Décevant à souhait et face à ce constat d’échec, le Brésilien sera prêté à deux reprises au Brésil. Avant de revenir quelques mois en 2003-2004, sans plus de succès pour finalement filer au Japon, où il retrouvera un peu de lumière. Loin de la Bretagne. Et de ses rêves. Ce couac aura marqué sa carrière, il n’a jamais vraiment rebondi. Mais il a aussi laissé une trace indélébile dans les couloirs de la Piverdière. Et freiné les ardeurs rennaises. “Cette histoire a refroidi un peu monsieur Pinault“, reconnait Pierre Dréossi, qui a été manager général du club breton à partir de 2002. “L’affaire Lucas a compté dans la volonté des actionnaires de ne pas faire de folies. Ça les a refroidis et à juste titre

Cette histoire a refroidi un peu monsieur Pinault

Marqué au fer rouge par cet été 2000 raté, le club rouge et noir a retenu les leçons et changé de stratégie. “Si on a été le premier centre de formation français pendant sept ans, c’était aussi pour ça“, enchaîne Pierre Dréossi. “On était alors plus sur la volonté d’avoir un équilibre financier et on a mis en place une politique de formation.
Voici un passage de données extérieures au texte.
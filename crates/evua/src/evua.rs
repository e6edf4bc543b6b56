mod scan;
mod triage;
mod workbench;

use std::env;
use std::fs;
use std::path::{Path, PathBuf};
use std::process::exit;

use anyhow::{Context, Result};
use line_diff::render::render_summary;
use line_diff::unified_patch;
use project_tree::{NodeId, ProjectTree, Tree, TreeTraversal};

use crate::triage::{marker, needs_python2_upgrade, Language};
use crate::workbench::Workbench;

struct Args {
    source: PathBuf,
    upgraded: Option<PathBuf>,
    file: Option<String>,
    patch: bool,
    json: bool,
}

fn parse_args() -> Option<Args> {
    let mut args = env::args().skip(1);
    let mut source = None;
    let mut upgraded = None;
    let mut file = None;
    let mut patch = false;
    let mut json = false;

    while let Some(arg) = args.next() {
        match arg.as_str() {
            "--upgraded" => upgraded = Some(PathBuf::from(args.next()?)),
            "--file" => file = Some(args.next()?),
            "--patch" => patch = true,
            "--json" => json = true,
            _ if source.is_none() => source = Some(PathBuf::from(arg)),
            _ => return None,
        }
    }

    Some(Args {
        source: source?,
        upgraded,
        file,
        patch,
        json,
    })
}

fn main() -> Result<()> {
    env_logger::init();

    let Some(args) = parse_args() else {
        eprintln!("Usage: evua <source-dir> [--upgraded <dir>] [--file <path>] [--patch] [--json]");
        exit(2);
    };

    let label = args
        .source
        .file_name()
        .and_then(|n| n.to_str())
        .unwrap_or("project")
        .to_string();

    // Scan the source folder; this stands in for the browser folder picker
    let outcome = scan::scan_directory(&args.source)?;
    if outcome.skipped > 0 {
        log::warn!("Skipped {} entries with non-UTF-8 names", outcome.skipped);
    }

    let mut workbench = Workbench::new();
    workbench.open_project(&outcome.records, &label);

    if let Some(project) = workbench.project() {
        log::info!(
            "Materialized {} with {} nodes",
            project.label,
            project.materialized.tree.node_count()
        );
    }

    for rejected in workbench.rejected() {
        log::warn!("Rejected {:?}: {}", rejected.record.path, rejected.reason);
    }

    // The demo shows the whole tree, so expand every directory up front
    let directory_paths: Vec<String> = workbench
        .project()
        .map(|p| {
            let tree = &p.materialized.tree;
            tree.directories()
                .into_iter()
                .filter_map(|id| tree.path(id).map(str::to_string))
                .collect()
        })
        .unwrap_or_default();
    for path in &directory_paths {
        if !workbench.is_expanded(path) {
            workbench.toggle_expanded(path);
        }
    }

    print_tree(&workbench, &args.source);

    if let Some(totals) = workbench.totals() {
        println!(
            "\n{} files, {} directories, {} total{}",
            totals.files,
            totals.directories,
            human_size(totals.total_bytes),
            if totals.rejected > 0 {
                format!(", {} rejected", totals.rejected)
            } else {
                String::new()
            }
        );
    }

    // Pick the file to compare: the explicit flag, else the first flagged
    // Python file, else nothing to do
    let selected = match args.file {
        Some(path) => path,
        None => match first_flagged_file(&workbench, &args.source) {
            Some(path) => path,
            None => {
                println!("\nNo Python 2 suspects found; pass --file to compare one anyway");
                return Ok(());
            }
        },
    };

    workbench.select_file(&selected)?;
    println!("\nComparing {selected}");

    let original = fs::read_to_string(args.source.join(&selected))
        .with_context(|| format!("Failed to read {selected}"))?;

    // The upgraded copy, when present, is the candidate; otherwise echo
    // the original back so the panels still have something to show
    let candidate = match &args.upgraded {
        Some(dir) => match fs::read_to_string(dir.join(&selected)) {
            Ok(text) => text,
            Err(_) => {
                log::warn!("No upgraded copy of {selected}; echoing the original");
                original.clone()
            }
        },
        None => original.clone(),
    };

    let summary = workbench.diff_selection(&original, &candidate)?;
    println!("{}", render_summary(&summary));

    let stats = summary.stats();
    if !summary.is_identical() {
        println!(
            "\n{} added, {} removed, {} unchanged",
            stats.added, stats.removed, stats.unchanged
        );
    }

    let export = workbench.export_candidate(&candidate)?;
    println!("Download: {} ({} bytes)", export.filename, export.bytes.len());

    if args.patch {
        println!("\n{}", unified_patch(&original, &candidate, &selected));
    }

    if args.json {
        println!("\n{}", workbench.tree_json()?);
        println!("\n{}", Workbench::diff_json(&summary)?);
    }

    Ok(())
}

/// Print the materialized tree with triage markers and sizes
///
/// Collapsed directories print without their children, matching what a
/// tree view would render.
fn print_tree(workbench: &Workbench, source: &Path) {
    let Some(project) = workbench.project() else {
        return;
    };
    let tree = &project.materialized.tree;
    print_node(workbench, tree, source, tree.root(), 0);
}

fn print_node(
    workbench: &Workbench,
    tree: &ProjectTree,
    source: &Path,
    id: NodeId,
    depth: usize,
) {
    let Some(node) = tree.get(id) else { return };
    let indent = depth * 2;

    if node.is_directory() {
        println!("{:indent$}{}/", "", node.name, indent = indent);
        if workbench.is_expanded(&node.path) {
            for child in tree.children(id) {
                print_node(workbench, tree, source, child, depth + 1);
            }
        }
    } else {
        let flagged = Language::from_path(&node.path) == Some(Language::Python)
            && fs::read_to_string(source.join(&node.path))
                .map(|text| needs_python2_upgrade(&text))
                .unwrap_or(false);
        println!(
            "{:indent$}{} {} ({})",
            "",
            marker(flagged),
            node.name,
            human_size(node.size),
            indent = indent
        );
    }
}

/// First Python file in tree order that still looks like Python 2
fn first_flagged_file(workbench: &Workbench, source: &Path) -> Option<String> {
    let tree = &workbench.project()?.materialized.tree;

    tree.leaves().into_iter().find_map(|id| {
        let path = tree.path(id)?;
        if Language::from_path(path) != Some(Language::Python) {
            return None;
        }
        let text = fs::read_to_string(source.join(path)).ok()?;
        needs_python2_upgrade(&text).then(|| path.to_string())
    })
}

fn human_size(bytes: u64) -> String {
    const KIB: u64 = 1024;
    const MIB: u64 = KIB * 1024;

    if bytes >= MIB {
        format!("{:.1} MiB", bytes as f64 / MIB as f64)
    } else if bytes >= KIB {
        format!("{:.1} KiB", bytes as f64 / KIB as f64)
    } else {
        format!("{bytes} B")
    }
}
Même si c’était un grand confort d’avoir monsieur Pinault comme actionnaire, il n’y a plus eu de folies dans les salaires ou les transferts, en tout cas à mon époque“.

Comme un symbole, Rennes aura ainsi mis presque 20 ans avant d’accepter de ressortir le chéquier pour acheter un joueur dans les mêmes sphères (ndlr : 21 millions pour Raphinha l’été dernier). Il n’est pas toujours évident de chasser ses vieux fantômes. Et de réaliser le transfert rêvé même en affolant les compteurs. Rennes l’aura appris à ses dépens. “Je pense que ce gamin est venu trop tôt en France et qu’il a explosé. Le championnat de France n’était pas fait pour lui. Ce n’était peut-être pas le bon moment, pas le bon club et pas le bon championnat. Je reste persuadé que c’était un bon joueur“, conclut Di Meco. Bon peut-être. Mais pas le nouveau Ronaldo assurément.